Removal of Pb(II) by lignin-sodium alginate composite in a fixed-bed column

A kind of adsorbent (Hydrogel-I) derived from sodium alginate and modified alkaline lignin (MAL) has been proved to possess a good adsorption performance for Pb(II)-loaded wastewater based on batch experiments. However, practical removal of Pb(II)-loaded-wastewater is a continuous and dynamic process. Herein, Hydrogel-I was further evaluated by packing it into a fixed-bed column. The breakthrough curves were established under different inflow rates (0.159-0.318 L/min), inflow directions (down-inflow mode and top-inflow mode), initial concentrations (5-20 mg/L) of Pb(II), and bed depths (20-60 cm). The results indicated that the slower inflow rate (0.159 L/min), down-inflow mode, lower initial concentration (5 mg/L), and higher bed depth (60 cm) prolonged breakthrough times (t(b)) and saturation times (t(s)). Compared to the top-inflow mode, the down-inflow mode guaranteed enough contact between Hydrogel-I and Pb(II). The values of adsorption capacity at t(b), t(s,) and the removal efficiency under the down-inflow mode were higher than that under top-inflow mode by 2.33, 0.78, and 0.07 times, respectively. Hydrogel-I beads exhibited better adsorption performance than other adsorbents by comparing the rate constant (k(AB)) and the adsorption capacity (N-0). The k(AB) and N-0 of Hydrogel-I beads were calculated to be 0.0034 L/(mg center dot min(-1)) and 678 mg/L. Hydrogel-I beads showed good regeneration ability in a three-adsorption-desorption cycle. Meanwhile, FT-IR analysis showed that the groups of -NH/-NH2, C=S, and C-S were proved to be the adsorption sites. This study could prove valuable insight into the practical application of Hydrogel-I for dynamic removal of Pb(II) in an inflow-through column.

Automated summary

In this study, an adsorbent (Hydrogel-I) derived from sodium alginate and modified alkaline lignin (MAL) was evaluated for its adsorption performance of Pb(II)-loaded wastewater. The adsorbent was further assessed by packing it into a fixed-bed column and establishing breakthrough curves under different conditions. The results showed that slower inflow rate, down-inflow mode, lower initial concentration, and higher bed depth favored prolonged breakthrough times and saturation times.
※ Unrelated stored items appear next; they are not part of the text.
//! JSON file repository — load with soft failure, save with atomic replace.

use std::path::{Path, PathBuf};

use serde::Serialize;
use serde_json::ser::PrettyFormatter;

use rentalhub_app::ports::UnitRepository;
use rentalhub_domain::error::RentalHubError;
use rentalhub_domain::unit::Unit;

use crate::error::StorageError;
use crate::record::UnitRecord;

/// [`UnitRepository`] backed by a single JSON document.
pub struct JsonUnitRepository {
    path: PathBuf,
}

impl JsonUnitRepository {
    /// Create a repository over the given dataset path.
    pub fn new(path: impl Into<PathBuf>) -> Self {
        Self { path: path.into() }
    }

    /// The dataset path.
    #[must_use]
    pub fn path(&self) -> &Path {
        &self.path
    }

    async fn read_units(&self) -> Result<Vec<Unit>, StorageError> {
        let bytes = tokio::fs::read(&self.path).await?;
        let records: Vec<UnitRecord> = serde_json::from_slice(&bytes)?;
        records.into_iter().map(Unit::try_from).collect()
    }

    async fn write_units(&self, units: Vec<Unit>) -> Result<(), StorageError> {
        let records: Vec<UnitRecord> = units.into_iter().map(UnitRecord::from).collect();

        // Existing datasets are 4-space indented; keep writing that form.
        let mut json = Vec::new();
        let mut ser =
            serde_json::Serializer::with_formatter(&mut json, PrettyFormatter::with_indent(b"    "));
        records.serialize(&mut ser)?;

        // Write a sibling temp file and rename over the target so readers
        // observe either the old or the new dataset, never a partial write.
        let tmp = self.path.with_extension("json.tmp");
        tokio::fs::write(&tmp, &json).await?;
        tokio::fs::rename(&tmp, &self.path).await?;
        Ok(())
    }
}

impl UnitRepository for JsonUnitRepository {
    async fn load(&self) -> Result<Vec<Unit>, RentalHubError> {
        match self.read_units().await {
            Ok(units) => Ok(units),
            Err(StorageError::Io(err)) if err.kind() == std::io::ErrorKind::NotFound => {
                Ok(Vec::new())
            }
            Err(err) => {
                tracing::warn!(
                    path = %self.path.display(),
                    error = %err,
                    "unreadable dataset, starting empty"
                );
                Ok(Vec::new())
            }
        }
    }

    async fn save(&self, units: Vec<Unit>) -> Result<(), RentalHubError> {
        self.write_units(units).await.map_err(RentalHubError::from)
    }
}
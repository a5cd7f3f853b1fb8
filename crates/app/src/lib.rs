//! # rentalhub-app
//!
//! Application layer — use-cases and **port definitions** (traits).
//!
//! ## Responsibilities
//! - Define the **storage port** that persistence adapters implement
//!   ([`ports::UnitRepository`])
//! - Provide the use-case service ([`services::unit_service::UnitService`])
//!   that runs every command and query as a load → expiry sweep → save
//!   cycle over the shared unit collection
//! - Orchestrate domain objects without knowing *how* persistence works
//!
//! ## Dependency rule
//! Depends on `rentalhub-domain` only (plus `tokio::sync` for the cycle
//! lock). Never imports adapter crates. Adapters depend on *this* crate,
//! not the reverse.

pub mod ports;
pub mod services;
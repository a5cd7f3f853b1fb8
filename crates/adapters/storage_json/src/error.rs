//! Storage-specific error type wrapping file and schema errors.

use rentalhub_domain::error::RentalHubError;

/// Errors originating from the JSON flat-file storage layer.
#[derive(Debug, thiserror::Error)]
pub enum StorageError {
    /// Reading or writing the dataset file failed.
    #[error("dataset file error")]
    Io(#[from] std::io::Error),

    /// The dataset is not valid JSON.
    #[error("dataset JSON error")]
    Json(#[from] serde_json::Error),

    /// A record's `locado` flag disagrees with its lease fields.
    #[error("invalid record for unit {unit}: {reason}")]
    Schema {
        /// Identifier of the offending record.
        unit: String,
        /// What the record got wrong.
        reason: &'static str,
    },
}

impl From<StorageError> for RentalHubError {
    fn from(err: StorageError) -> Self {
        Self::Storage(Box::new(err))
    }
}
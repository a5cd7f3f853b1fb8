//! Storage port — persistence for the unit collection.

use std::future::Future;

use rentalhub_domain::error::RentalHubError;
use rentalhub_domain::unit::Unit;

/// Repository over the persisted unit collection.
///
/// The collection is read and replaced as a whole; there is no
/// incremental update. Implementations fail soft on `load` — a missing
/// or unreadable dataset yields an empty collection — while `save`
/// failures are fatal and must propagate.
pub trait UnitRepository {
    /// Load the full unit collection.
    fn load(&self) -> impl Future<Output = Result<Vec<Unit>, RentalHubError>> + Send;

    /// Replace the persisted collection with `units`.
    fn save(&self, units: Vec<Unit>) -> impl Future<Output = Result<(), RentalHubError>> + Send;
}
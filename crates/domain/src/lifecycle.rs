//! Lease expiry sweep — moves overdue active leases into unit history.

use chrono::NaiveDate;

use crate::unit::Unit;

/// Expire every overdue active lease in `units` as of `today`, returning
/// how many leases expired.
///
/// A lease is overdue when it has an end date strictly before `today`.
/// Each expired lease is appended to its unit's history with the sweep
/// date recorded as `data_expiracao`, and the unit becomes vacant. Units
/// without a lease or without an end date are untouched.
///
/// The sweep is idempotent: a second pass with the same date changes
/// nothing. Callers run it at the start of every operation against the
/// collection and persist the result whenever it expired anything — it
/// is an upgrade pass over the dataset, not a pure query.
pub fn reconcile(units: &mut [Unit], today: NaiveDate) -> usize {
    units
        .iter_mut()
        .map(|unit| usize::from(unit.expire_overdue(today)))
        .sum()
}
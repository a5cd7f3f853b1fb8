//! # rentalhub-adapter-http-axum
//!
//! HTTP adapter built on [axum](https://docs.rs/axum).
//!
//! ## Responsibilities
//! - Serve a **REST-ish JSON API** for programmatic access
//!   (`/api/units`, `/api/search`, `/api/history`)
//! - Serve a **server-side-rendered HTML dashboard** that works with
//!   **zero JavaScript** — pure HTML forms posting back to the server
//!   and redirecting (PRG pattern)
//! - Map HTTP requests into application service calls (driving adapter)
//! - Map application results into HTTP responses (JSON or HTML)
//!
//! Request parsing is the validation boundary: form and JSON dates are
//! parsed into typed values here and rejected before the core is called.
//!
//! ## Dependency rule
//! Depends on `rentalhub-app` (for the port trait and service) and
//! `rentalhub-domain` (for domain types used in request/response
//! mapping). Never leaks axum types into the domain.

pub mod api;
pub mod dashboard;
pub mod error;
pub mod router;
pub mod state;
//! JSON API handler for the aggregated history feed.

use axum::Json;
use axum::extract::State;
use axum::response::{IntoResponse, Response};

use rentalhub_app::ports::UnitRepository;
use rentalhub_domain::history::HistoryItem;

use crate::error::ApiError;
use crate::state::AppState;

/// Possible responses from the history endpoint.
pub enum HistoryResponse {
    Ok(Json<Vec<HistoryItem>>),
}

impl IntoResponse for HistoryResponse {
    fn into_response(self) -> Response {
        match self {
            Self::Ok(json) => json.into_response(),
        }
    }
}

/// `GET /api/history` — every past lease, newest first.
pub async fn list<R>(State(state): State<AppState<R>>) -> Result<HistoryResponse, ApiError>
where
    R: UnitRepository + Send + Sync + 'static,
{
    let items = state.unit_service.history().await?;
    Ok(HistoryResponse::Ok(Json(items)))
}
The adsorption capacity and removal efficiency were higher under the down-inflow mode compared to the top-inflow mode. Hydrogel-I beads exhibited better adsorption performance than other adsorbents based on rate constant and adsorption capacity. The study also demonstrated the regeneration ability of Hydrogel-I beads and identified the adsorption sites through FT-IR analysis.